WHAT IS NEEDED
Only one stretch of the records below should be repeated. It starts with the line containing "Antecedent::Not(inner) => Ok(1.0" and goes on through the line containing "pub fn with_weight(mut", exactly as written.

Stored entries
-------

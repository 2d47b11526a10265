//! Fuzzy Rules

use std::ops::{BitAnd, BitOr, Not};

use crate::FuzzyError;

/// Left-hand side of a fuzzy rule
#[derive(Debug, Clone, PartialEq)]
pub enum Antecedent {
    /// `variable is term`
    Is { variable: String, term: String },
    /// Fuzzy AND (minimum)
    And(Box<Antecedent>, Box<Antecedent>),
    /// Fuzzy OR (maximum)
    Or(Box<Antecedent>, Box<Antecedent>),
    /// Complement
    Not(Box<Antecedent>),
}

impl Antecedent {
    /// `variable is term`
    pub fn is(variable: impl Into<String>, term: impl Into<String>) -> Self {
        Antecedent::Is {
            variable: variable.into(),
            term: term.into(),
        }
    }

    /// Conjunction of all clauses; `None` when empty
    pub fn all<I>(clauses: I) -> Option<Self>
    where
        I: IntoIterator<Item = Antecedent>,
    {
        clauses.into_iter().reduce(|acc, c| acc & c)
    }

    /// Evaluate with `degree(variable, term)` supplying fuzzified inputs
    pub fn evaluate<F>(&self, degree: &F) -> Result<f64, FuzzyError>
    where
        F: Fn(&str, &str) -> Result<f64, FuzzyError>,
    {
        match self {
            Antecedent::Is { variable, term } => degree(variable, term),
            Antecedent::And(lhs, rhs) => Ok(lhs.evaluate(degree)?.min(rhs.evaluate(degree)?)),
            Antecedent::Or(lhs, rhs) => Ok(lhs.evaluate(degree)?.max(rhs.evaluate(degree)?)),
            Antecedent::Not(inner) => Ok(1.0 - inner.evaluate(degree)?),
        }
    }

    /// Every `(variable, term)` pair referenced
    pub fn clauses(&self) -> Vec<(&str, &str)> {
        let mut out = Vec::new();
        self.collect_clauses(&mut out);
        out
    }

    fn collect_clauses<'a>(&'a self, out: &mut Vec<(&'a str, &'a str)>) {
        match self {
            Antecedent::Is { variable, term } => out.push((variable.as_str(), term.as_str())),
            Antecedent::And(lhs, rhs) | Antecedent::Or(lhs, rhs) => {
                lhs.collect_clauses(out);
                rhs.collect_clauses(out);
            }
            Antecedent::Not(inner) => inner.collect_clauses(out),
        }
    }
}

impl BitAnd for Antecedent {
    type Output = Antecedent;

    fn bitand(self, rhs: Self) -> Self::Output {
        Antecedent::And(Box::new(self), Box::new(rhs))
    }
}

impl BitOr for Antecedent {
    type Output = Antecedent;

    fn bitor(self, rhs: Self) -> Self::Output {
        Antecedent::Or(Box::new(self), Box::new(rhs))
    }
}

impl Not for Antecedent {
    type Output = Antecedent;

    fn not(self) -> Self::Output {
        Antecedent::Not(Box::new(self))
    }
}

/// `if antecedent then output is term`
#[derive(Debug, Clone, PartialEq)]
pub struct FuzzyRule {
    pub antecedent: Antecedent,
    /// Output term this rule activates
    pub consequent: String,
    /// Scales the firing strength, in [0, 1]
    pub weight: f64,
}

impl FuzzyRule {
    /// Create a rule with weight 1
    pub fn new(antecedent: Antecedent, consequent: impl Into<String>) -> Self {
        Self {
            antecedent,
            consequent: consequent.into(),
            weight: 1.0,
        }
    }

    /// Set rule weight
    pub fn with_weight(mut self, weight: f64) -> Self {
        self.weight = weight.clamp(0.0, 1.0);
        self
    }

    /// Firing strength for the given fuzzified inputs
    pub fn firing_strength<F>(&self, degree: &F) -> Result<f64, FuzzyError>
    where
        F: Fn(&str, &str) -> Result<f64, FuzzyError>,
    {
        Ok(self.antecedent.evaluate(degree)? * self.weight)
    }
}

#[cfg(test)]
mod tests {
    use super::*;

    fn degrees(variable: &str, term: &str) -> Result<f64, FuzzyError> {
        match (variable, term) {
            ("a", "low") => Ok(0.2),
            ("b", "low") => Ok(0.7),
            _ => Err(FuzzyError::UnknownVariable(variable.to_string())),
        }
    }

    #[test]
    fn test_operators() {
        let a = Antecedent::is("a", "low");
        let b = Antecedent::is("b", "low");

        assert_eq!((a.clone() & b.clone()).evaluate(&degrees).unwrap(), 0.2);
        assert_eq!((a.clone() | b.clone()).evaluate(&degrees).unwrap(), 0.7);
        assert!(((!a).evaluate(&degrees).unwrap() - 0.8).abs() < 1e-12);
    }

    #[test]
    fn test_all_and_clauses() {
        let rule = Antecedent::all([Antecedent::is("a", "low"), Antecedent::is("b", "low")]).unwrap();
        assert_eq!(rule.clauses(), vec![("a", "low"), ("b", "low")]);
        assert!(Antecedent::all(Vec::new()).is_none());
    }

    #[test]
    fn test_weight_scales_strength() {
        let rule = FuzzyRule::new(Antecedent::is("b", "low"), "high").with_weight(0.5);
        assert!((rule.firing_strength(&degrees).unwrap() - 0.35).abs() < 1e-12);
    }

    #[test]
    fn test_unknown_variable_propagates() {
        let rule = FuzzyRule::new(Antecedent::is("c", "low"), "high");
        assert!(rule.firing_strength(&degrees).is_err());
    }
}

-------

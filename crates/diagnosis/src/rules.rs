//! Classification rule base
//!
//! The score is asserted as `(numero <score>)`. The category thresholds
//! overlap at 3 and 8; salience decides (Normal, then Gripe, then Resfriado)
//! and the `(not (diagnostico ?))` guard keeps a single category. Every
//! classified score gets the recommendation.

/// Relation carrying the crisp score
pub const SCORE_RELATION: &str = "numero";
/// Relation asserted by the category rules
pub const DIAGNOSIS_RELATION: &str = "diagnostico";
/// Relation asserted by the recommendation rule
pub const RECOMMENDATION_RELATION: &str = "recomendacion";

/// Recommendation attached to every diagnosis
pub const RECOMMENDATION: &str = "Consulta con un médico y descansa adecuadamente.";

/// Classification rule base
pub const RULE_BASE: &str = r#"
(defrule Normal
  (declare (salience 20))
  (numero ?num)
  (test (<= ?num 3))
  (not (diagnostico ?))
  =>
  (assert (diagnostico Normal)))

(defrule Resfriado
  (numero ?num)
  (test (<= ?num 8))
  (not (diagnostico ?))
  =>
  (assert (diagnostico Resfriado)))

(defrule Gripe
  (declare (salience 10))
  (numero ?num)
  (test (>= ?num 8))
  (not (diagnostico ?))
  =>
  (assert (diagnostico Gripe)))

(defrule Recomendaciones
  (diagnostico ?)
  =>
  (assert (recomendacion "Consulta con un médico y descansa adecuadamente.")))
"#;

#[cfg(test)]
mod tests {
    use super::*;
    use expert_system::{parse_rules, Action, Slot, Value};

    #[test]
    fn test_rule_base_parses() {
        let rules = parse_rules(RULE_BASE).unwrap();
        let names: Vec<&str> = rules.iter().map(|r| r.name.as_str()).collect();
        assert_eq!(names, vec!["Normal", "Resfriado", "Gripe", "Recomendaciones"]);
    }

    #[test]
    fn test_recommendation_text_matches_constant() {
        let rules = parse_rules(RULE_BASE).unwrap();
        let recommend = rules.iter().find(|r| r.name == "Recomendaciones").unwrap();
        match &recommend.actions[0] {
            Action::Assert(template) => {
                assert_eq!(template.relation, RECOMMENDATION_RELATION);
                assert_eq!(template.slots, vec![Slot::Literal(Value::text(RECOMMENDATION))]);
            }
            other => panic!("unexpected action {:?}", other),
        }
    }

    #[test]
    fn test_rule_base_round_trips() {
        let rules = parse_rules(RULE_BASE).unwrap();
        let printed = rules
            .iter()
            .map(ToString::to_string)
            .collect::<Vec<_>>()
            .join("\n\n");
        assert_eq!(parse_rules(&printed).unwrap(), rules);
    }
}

-------

OUTPUT
            Antecedent::Not(inner) => Ok(1.0 - inner.evaluate(degree)?),
        }
    }

    /// Every `(variable, term)` pair referenced
    pub fn clauses(&self) -> Vec<(&str, &str)> {
        let mut out = Vec::new();
        self.collect_clauses(&mut out);
        out
    }

    fn collect_clauses<'a>(&'a self, out: &mut Vec<(&'a str, &'a str)>) {
        match self {
            Antecedent::Is { variable, term } => out.push((variable.as_str(), term.as_str())),
            Antecedent::And(lhs, rhs) | Antecedent::Or(lhs, rhs) => {
                lhs.collect_clauses(out);
                rhs.collect_clauses(out);
            }
            Antecedent::Not(inner) => inner.collect_clauses(out),
        }
    }
}

impl BitAnd for Antecedent {
    type Output = Antecedent;

    fn bitand(self, rhs: Self) -> Self::Output {
        Antecedent::And(Box::new(self), Box::new(rhs))
    }
}

impl BitOr for Antecedent {
    type Output = Antecedent;

    fn bitor(self, rhs: Self) -> Self::Output {
        Antecedent::Or(Box::new(self), Box::new(rhs))
    }
}

impl Not for Antecedent {
    type Output = Antecedent;

    fn not(self) -> Self::Output {
        Antecedent::Not(Box::new(self))
    }
}

/// `if antecedent then output is term`
#[derive(Debug, Clone, PartialEq)]
pub struct FuzzyRule {
    pub antecedent: Antecedent,
    /// Output term this rule activates
    pub consequent: String,
    /// Scales the firing strength, in [0, 1]
    pub weight: f64,
}

impl FuzzyRule {
    /// Create a rule with weight 1
    pub fn new(antecedent: Antecedent, consequent: impl Into<String>) -> Self {
        Self {
            antecedent,
            consequent: consequent.into(),
            weight: 1.0,
        }
    }

    /// Set rule weight
    pub fn with_weight(mut self, weight: f64) -> Self {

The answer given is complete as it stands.